La scenografia e la meccanica erano rudimentali, e il sistema del cambiamento di scena ridotto ad una pietosa semplificazione. Si aggiunga che sul palcoscenico durante lo spettacolo era un andare e venire di persone estranee: donnette, parrucchieri, soldati e gente del popolo occupavano lo spazio tra le quinte, ragazzi a gambe nude e a piedi scalzi passavano e ripassavano nel fondo, o giocavano a rimpiattino tra le piante del Monte Ida o dietro le colonne del Campidoglio.

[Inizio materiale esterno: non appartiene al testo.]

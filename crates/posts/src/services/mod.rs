//! Post, comment and like services.

pub mod comment_service;
pub mod like_service;
pub mod post_service;

pub use comment_service::{CommentService, MAX_REPLY_DEPTH};
pub use like_service::LikeService;
pub use post_service::PostService;

use kinnect_database::{Post, PostRepository, ServiceError, ServiceResult};

pub(crate) async fn load_post(posts: &PostRepository, post_id: &str) -> ServiceResult<Post> {
    posts
        .find_by_id(post_id)
        .await?
        .ok_or_else(|| ServiceError::not_found("Post"))
}

/// Load a post the user may read: their own, or one shared with a family they belong to.
pub(crate) async fn visible_post(posts: &PostRepository, post_id: &str, user_id: &str) -> ServiceResult<Post> {
    let post = load_post(posts, post_id).await?;
    if post.author_id == user_id || posts.is_shared_with(post_id, user_id).await? {
        Ok(post)
    } else {
        Err(ServiceError::forbidden("You do not have access to this post"))
    }
}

Per compiere il quadro del teatro italiano verso la fine del secolo XVIII è interessante ascoltare dal Moratin quale fosse la licenza del pubblico durante la rappresentazione. Alla pergola di Firenze per la Ines de Castro chiasso continuo; si fanno ripetere i passi favoriti; al Tordinona di Roma, mentre si rappresentava La sposa polacca, in un palco di prima fila un romanote in giubba e berretta verde mangia maccheroni e beve da una grande bottiglia; in un piccolo teatro di Roma presso Ponte Sant’Angelo alla commedia Il tiranno punito dal cielo il frastuono è assordante, si lanciano sul palcoscenico torsoli, mele e ossi mezzo spolpati che il buffone raccoglie e finisce di mondare o di spolpare mentre si svolge la rappresentazione.

Ma la vita chiassosa e gaudente del teatro era alla fine; l’ordine nuovo instaurato dalla Rivoluzione, che proscrisse ogni manifestazione tendente a turbare lo svolgersi dello spettacolo, che proclamò indegni del teatro repubblicano, scuola di virtù e sferza di vizi, i cicalecci le conversazioni i fischi, gli urli, non ebbe a trovar resistenza o per stanchezza del passato o per un reale profondo mutamento degli spiriti.